Il n’y a eu aucun commentaire immédiat sur la proposition de Souslov de la part du Kremlin, qui a déclaré que la politique nucléaire de la Russie restait inchangée tout en signalant son mécontentement face à ce qu’il a qualifié de rhétorique occidentale de plus en plus agressive sur l’armement de Kiev au début du mois en ordonnant des exercices d’armes nucléaires tactiques.

Lanceurs de missiles balistiques intercontinentaux russes Yars.
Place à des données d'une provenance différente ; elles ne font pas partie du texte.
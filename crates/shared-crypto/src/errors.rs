//! Crypto error types.

use thiserror::Error;

/// Errors from the shared encoding primitives.
#[derive(Debug, Clone, Error, PartialEq, Eq)]
pub enum CryptoError {
    /// Payload does not fit in the padded block
    #[error("Data too long for padding: {len} bytes, max {max}")]
    DataTooLong {
        /// Payload length in bytes
        len: usize,
        /// Largest payload the block can carry
        max: usize,
    },

    /// Modulus too small to carry any padding
    #[error("Padded size must be at least {min} bytes, got {size}")]
    PaddedSizeTooSmall {
        /// Requested padded size in bytes
        size: usize,
        /// Minimum padded size in bytes
        min: usize,
    },

    /// Block does not carry valid block-type-1 padding
    #[error("Invalid PKCS#1 padding")]
    InvalidPadding,

    /// DER encoding failed
    #[error("DER encoding failed: {0}")]
    Der(#[from] der::Error),
}
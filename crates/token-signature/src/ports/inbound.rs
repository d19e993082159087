//! # Inbound Ports (Driving Ports / API)
//!
//! The init → update* → finish cycle callers drive.

use crate::domain::entities::TokenKey;
use crate::domain::errors::EngineError;

/// A reusable signature operation bound to one algorithm.
///
/// One instance runs one operation at a time; callers serialize access.
pub trait SignatureOperation {
    /// Bind a private key and start a signing cycle.
    ///
    /// # Errors
    /// * `InvalidKey` - key rejected; the operation is left uninitialized
    /// * `ResourceExhausted` - no token session available
    fn init_sign(&mut self, key: &TokenKey) -> Result<(), EngineError>;

    /// Bind a public key and start a verification cycle.
    ///
    /// # Errors
    /// Same as [`SignatureOperation::init_sign`].
    fn init_verify(&mut self, key: &TokenKey) -> Result<(), EngineError>;

    /// Feed message bytes. Re-initializes with the last key and mode if no
    /// cycle is active.
    fn update(&mut self, data: &[u8]) -> Result<(), EngineError>;

    /// Finish a signing cycle. DSA and ECDSA signatures are DER encoded.
    fn sign(&mut self) -> Result<Vec<u8>, EngineError>;

    /// Finish a verification cycle.
    ///
    /// Returns `Ok(false)` for a signature that is malformed or does not
    /// verify; errors are reserved for token faults.
    fn verify(&mut self, signature: &[u8]) -> Result<bool, EngineError>;
}
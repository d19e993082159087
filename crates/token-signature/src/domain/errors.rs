//! # Signature Engine Errors
//!
//! Token result codes and the engine's error taxonomy.

use shared_crypto::CryptoError;
use std::fmt;
use thiserror::Error;

/// Result code reported by a token primitive (`CKR_*`).
#[derive(Clone, Copy, Debug, PartialEq, Eq, Hash)]
pub enum ReturnCode {
    /// CKR_GENERAL_ERROR
    GeneralError,
    /// CKR_FUNCTION_FAILED
    FunctionFailed,
    /// CKR_DATA_LEN_RANGE
    DataLenRange,
    /// CKR_DEVICE_ERROR
    DeviceError,
    /// CKR_KEY_HANDLE_INVALID
    KeyHandleInvalid,
    /// CKR_KEY_SIZE_RANGE
    KeySizeRange,
    /// CKR_KEY_TYPE_INCONSISTENT
    KeyTypeInconsistent,
    /// CKR_KEY_FUNCTION_NOT_PERMITTED
    KeyFunctionNotPermitted,
    /// CKR_MECHANISM_INVALID
    MechanismInvalid,
    /// CKR_OPERATION_ACTIVE
    OperationActive,
    /// CKR_OPERATION_NOT_INITIALIZED
    OperationNotInitialized,
    /// CKR_SESSION_COUNT
    SessionCount,
    /// CKR_SESSION_HANDLE_INVALID
    SessionHandleInvalid,
    /// CKR_SIGNATURE_INVALID
    SignatureInvalid,
    /// CKR_SIGNATURE_LEN_RANGE
    SignatureLenRange,
    /// Any other (possibly vendor-defined) code
    Other(u64),
}

impl ReturnCode {
    /// Numeric `CKR_*` value.
    pub fn code(&self) -> u64 {
        match self {
            Self::GeneralError => 0x05,
            Self::FunctionFailed => 0x06,
            Self::DataLenRange => 0x21,
            Self::DeviceError => 0x30,
            Self::KeyHandleInvalid => 0x60,
            Self::KeySizeRange => 0x62,
            Self::KeyTypeInconsistent => 0x63,
            Self::KeyFunctionNotPermitted => 0x68,
            Self::MechanismInvalid => 0x70,
            Self::OperationActive => 0x90,
            Self::OperationNotInitialized => 0x91,
            Self::SessionCount => 0xB1,
            Self::SessionHandleInvalid => 0xB3,
            Self::SignatureInvalid => 0xC0,
            Self::SignatureLenRange => 0xC1,
            Self::Other(code) => *code,
        }
    }

    /// Map a numeric `CKR_*` value onto a known code where possible.
    pub fn from_code(code: u64) -> Self {
        match code {
            0x05 => Self::GeneralError,
            0x06 => Self::FunctionFailed,
            0x21 => Self::DataLenRange,
            0x30 => Self::DeviceError,
            0x60 => Self::KeyHandleInvalid,
            0x62 => Self::KeySizeRange,
            0x63 => Self::KeyTypeInconsistent,
            0x68 => Self::KeyFunctionNotPermitted,
            0x70 => Self::MechanismInvalid,
            0x90 => Self::OperationActive,
            0x91 => Self::OperationNotInitialized,
            0xB1 => Self::SessionCount,
            0xB3 => Self::SessionHandleInvalid,
            0xC0 => Self::SignatureInvalid,
            0xC1 => Self::SignatureLenRange,
            other => Self::Other(other),
        }
    }

    /// Codes that mean "this signature does not verify" rather than a
    /// token fault.
    ///
    /// Some tokens report a mismatching signature as a data length error,
    /// so `DataLenRange` is included.
    pub fn is_signature_mismatch(&self) -> bool {
        matches!(
            self,
            Self::SignatureInvalid | Self::SignatureLenRange | Self::DataLenRange
        )
    }

    /// Codes that reject the key rather than the operation.
    pub fn is_key_rejection(&self) -> bool {
        matches!(
            self,
            Self::KeyHandleInvalid
                | Self::KeySizeRange
                | Self::KeyTypeInconsistent
                | Self::KeyFunctionNotPermitted
        )
    }
}

impl fmt::Display for ReturnCode {
    fn fmt(&self, f: &mut fmt::Formatter<'_>) -> fmt::Result {
        match self {
            Self::Other(code) => write!(f, "CKR 0x{code:08X}"),
            known => write!(f, "{known:?} (0x{:08X})", known.code()),
        }
    }
}

/// Failure of a single token primitive.
#[derive(Clone, Copy, Debug, Error, PartialEq, Eq)]
#[error("token returned {code}")]
pub struct TokenError {
    /// Result code reported by the token
    pub code: ReturnCode,
}

impl TokenError {
    /// Wrap a result code.
    pub fn new(code: ReturnCode) -> Self {
        Self { code }
    }
}

impl From<ReturnCode> for TokenError {
    fn from(code: ReturnCode) -> Self {
        Self::new(code)
    }
}

/// Malformed DER on a signature handed to `verify`.
///
/// Never surfaces to callers: verification reports it as `false`.
#[derive(Debug, Clone, Error, PartialEq, Eq)]
pub enum SignatureFormatError {
    /// Not a SEQUENCE of exactly two non-negative INTEGERs
    #[error("Invalid signature encoding: {0}")]
    Der(#[from] der::Error),

    /// r or s does not fit the fixed field width
    #[error("Signature component is {len} bytes, field width is {width}")]
    ComponentTooLarge {
        /// Length of the component magnitude
        len: usize,
        /// Fixed field width
        width: usize,
    },
}

/// Errors surfaced by the signature engine.
#[derive(Debug, Error)]
pub enum EngineError {
    /// Algorithm name / mechanism pair not supported (construction only)
    #[error("Unsupported signature algorithm: {0}")]
    UnsupportedAlgorithm(String),

    /// Key rejected; the engine is left uninitialized
    #[error("Invalid key: {0}")]
    InvalidKey(String),

    /// No token session could be obtained; retry later
    #[error("Token sessions exhausted: {0}")]
    ResourceExhausted(String),

    /// Caller-supplied data violates the algorithm's length contract
    #[error("Invalid signature data: {0}")]
    InvalidSignatureData(String),

    /// Token primitive failed
    #[error("Token failure during {operation}: {source}")]
    ProviderFailure {
        /// Primitive that failed
        operation: &'static str,
        /// Underlying token error
        #[source]
        source: TokenError,
    },

    /// Token produced a signature block the codec cannot split into r and s
    #[error("Token returned a malformed signature: {0}")]
    MalformedTokenSignature(String),

    /// Local encoding step failed
    #[error("Signature encoding failed: {0}")]
    Encoding(#[from] CryptoError),

    /// Operation invoked in a state that does not allow it
    #[error("Invalid engine state: {0}")]
    InvalidState(&'static str),
}

impl EngineError {
    /// Wrap a token error raised by `operation`.
    pub fn provider(operation: &'static str, source: TokenError) -> Self {
        Self::ProviderFailure { operation, source }
    }

    /// True for failures a caller may retry after backing off.
    pub fn is_transient(&self) -> bool {
        matches!(self, Self::ResourceExhausted(_))
    }
}

#[cfg(test)]
mod tests {
    use super::*;

    #[test]
    fn test_signature_mismatch_codes() {
        assert!(ReturnCode::SignatureInvalid.is_signature_mismatch());
        assert!(ReturnCode::SignatureLenRange.is_signature_mismatch());
        assert!(ReturnCode::DataLenRange.is_signature_mismatch());
        assert!(!ReturnCode::DeviceError.is_signature_mismatch());
        assert!(ReturnCode::from_code(0xC1).is_signature_mismatch());
    }

    #[test]
    fn test_code_round_trip_for_known_values() {
        for code in [0x05, 0x21, 0x63, 0x91, 0xB1, 0xC0] {
            assert_eq!(ReturnCode::from_code(code).code(), code);
        }
        assert_eq!(ReturnCode::from_code(0x8000_0000), ReturnCode::Other(0x8000_0000));
    }

    #[test]
    fn test_provider_failure_keeps_code() {
        let err = EngineError::provider("C_SignFinal", ReturnCode::DeviceError.into());
        match &err {
            EngineError::ProviderFailure { source, .. } => {
                assert_eq!(source.code.code(), 0x30)
            }
            other => panic!("unexpected {other:?}"),
        }
        assert!(err.to_string().contains("C_SignFinal"));
        assert!(!err.is_transient());
    }
}
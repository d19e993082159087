//! # Message Digests
//!
//! Streaming digest primitives for the hash-then-sign signature schemes.
//!
//! | Algorithm | Output | DigestInfo length |
//! |-----------|--------|-------------------|
//! | MD2       | 16     | 34                |
//! | MD5       | 16     | 34                |
//! | SHA-1     | 20     | 35                |
//! | SHA-224   | 28     | 47                |
//! | SHA-256   | 32     | 51                |
//! | SHA-384   | 48     | 67                |
//! | SHA-512   | 64     | 83                |

use der::asn1::ObjectIdentifier;
use sha2::digest::DynDigest;
use std::fmt;
use zeroize::Zeroizing;

/// Digest algorithms usable by the signature engine.
#[derive(Clone, Copy, Debug, PartialEq, Eq, Hash)]
pub enum DigestAlgorithm {
    /// MD2 (RFC 1319), kept for legacy RSA signatures.
    Md2,
    /// MD5 (RFC 1321), kept for legacy RSA signatures.
    Md5,
    /// SHA-1
    Sha1,
    /// SHA-224
    Sha224,
    /// SHA-256
    Sha256,
    /// SHA-384
    Sha384,
    /// SHA-512
    Sha512,
}

impl DigestAlgorithm {
    /// Digest output length in bytes.
    pub const fn output_len(self) -> usize {
        match self {
            Self::Md2 | Self::Md5 => 16,
            Self::Sha1 => 20,
            Self::Sha224 => 28,
            Self::Sha256 => 32,
            Self::Sha384 => 48,
            Self::Sha512 => 64,
        }
    }

    /// OBJECT IDENTIFIER naming the algorithm in a DigestInfo.
    pub const fn oid(self) -> ObjectIdentifier {
        match self {
            Self::Md2 => ObjectIdentifier::new_unwrap("1.2.840.113549.2.2"),
            Self::Md5 => ObjectIdentifier::new_unwrap("1.2.840.113549.2.5"),
            Self::Sha1 => ObjectIdentifier::new_unwrap("1.3.14.3.2.26"),
            Self::Sha224 => ObjectIdentifier::new_unwrap("2.16.840.1.101.3.4.2.4"),
            Self::Sha256 => ObjectIdentifier::new_unwrap("2.16.840.1.101.3.4.2.1"),
            Self::Sha384 => ObjectIdentifier::new_unwrap("2.16.840.1.101.3.4.2.2"),
            Self::Sha512 => ObjectIdentifier::new_unwrap("2.16.840.1.101.3.4.2.3"),
        }
    }

    /// Display name.
    pub const fn name(self) -> &'static str {
        match self {
            Self::Md2 => "MD2",
            Self::Md5 => "MD5",
            Self::Sha1 => "SHA-1",
            Self::Sha224 => "SHA-224",
            Self::Sha256 => "SHA-256",
            Self::Sha384 => "SHA-384",
            Self::Sha512 => "SHA-512",
        }
    }
}

impl fmt::Display for DigestAlgorithm {
    fn fmt(&self, f: &mut fmt::Formatter<'_>) -> fmt::Result {
        f.write_str(self.name())
    }
}

/// Stateful message digest.
///
/// `finalize_reset` leaves the digest ready for the next message, so a single
/// instance can serve many sign/verify cycles.
pub struct MessageDigest {
    algorithm: DigestAlgorithm,
    inner: Box<dyn DynDigest + Send + Sync>,
}

impl MessageDigest {
    /// Create a fresh digest for `algorithm`.
    pub fn new(algorithm: DigestAlgorithm) -> Self {
        let inner: Box<dyn DynDigest + Send + Sync> = match algorithm {
            DigestAlgorithm::Md2 => Box::new(md2::Md2::default()),
            DigestAlgorithm::Md5 => Box::new(md5::Md5::default()),
            DigestAlgorithm::Sha1 => Box::new(sha1::Sha1::default()),
            DigestAlgorithm::Sha224 => Box::new(sha2::Sha224::default()),
            DigestAlgorithm::Sha256 => Box::new(sha2::Sha256::default()),
            DigestAlgorithm::Sha384 => Box::new(sha2::Sha384::default()),
            DigestAlgorithm::Sha512 => Box::new(sha2::Sha512::default()),
        };
        Self { algorithm, inner }
    }

    /// The algorithm this digest computes.
    pub fn algorithm(&self) -> DigestAlgorithm {
        self.algorithm
    }

    /// Update with data.
    pub fn update(&mut self, data: &[u8]) -> &mut Self {
        self.inner.update(data);
        self
    }

    /// Finalize, return the digest and reset for reuse.
    pub fn finalize_reset(&mut self) -> Zeroizing<Vec<u8>> {
        Zeroizing::new(self.inner.finalize_reset().into_vec())
    }

    /// Discard any absorbed input.
    pub fn reset(&mut self) {
        self.inner.reset();
    }
}

impl fmt::Debug for MessageDigest {
    fn fmt(&self, f: &mut fmt::Formatter<'_>) -> fmt::Result {
        f.debug_struct("MessageDigest")
            .field("algorithm", &self.algorithm)
            .finish_non_exhaustive()
    }
}

/// Hash data in one shot.
pub fn digest(algorithm: DigestAlgorithm, data: &[u8]) -> Zeroizing<Vec<u8>> {
    let mut md = MessageDigest::new(algorithm);
    md.update(data);
    md.finalize_reset()
}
Photo : AFP

Suslov a suggéré à la Russie de lancer également des exercices nucléaires stratégiques, d’avertir tout pays dont Kiev utilise des armes pour attaquer la Russie que Moscou se réserve le droit de frapper les cibles de ce pays n’importe où dans le monde, et de l’avertir qu’elle pourrait utiliser des armes nucléaires si ce pays ripostait ensuite de manière conventionnelle.

Poutine a signé en novembre une loi retirant la ratification par la Russie du traité mondial interdisant les essais d’armes nucléaires, une mesure qui, selon lui, visait à aligner la Russie sur les États-Unis, qui ont signé mais n’ont jamais ratifié le traité.

Les diplomates russes avaient déclaré à l’époque que la Russie, qui n’a pas effectué d’essai nucléaire post-soviétique, ne reprendrait pas ses essais nucléaires à moins que Washington ne le fasse.

L’Union soviétique a procédé pour la dernière fois à un essai nucléaire en 1990 et les États-Unis en 1992. Seule la Corée du Nord a procédé au cours de ce siècle à un essai impliquant une explosion nucléaire.

La Russie a averti la Grande-Bretagne ce mois-ci qu’elle pourrait frapper des installations et des équipements militaires britanniques en Ukraine et ailleurs si des armes britanniques étaient utilisées par l’Ukraine – avec la bénédiction de Londres – pour frapper le territoire russe.

Il a émis cet avertissement après que le ministre britannique des Affaires étrangères, David Cameron, a déclaré que Kiev avait le droit d’utiliser des armes fournies par le Royaume-Uni pour frapper des cibles en Russie.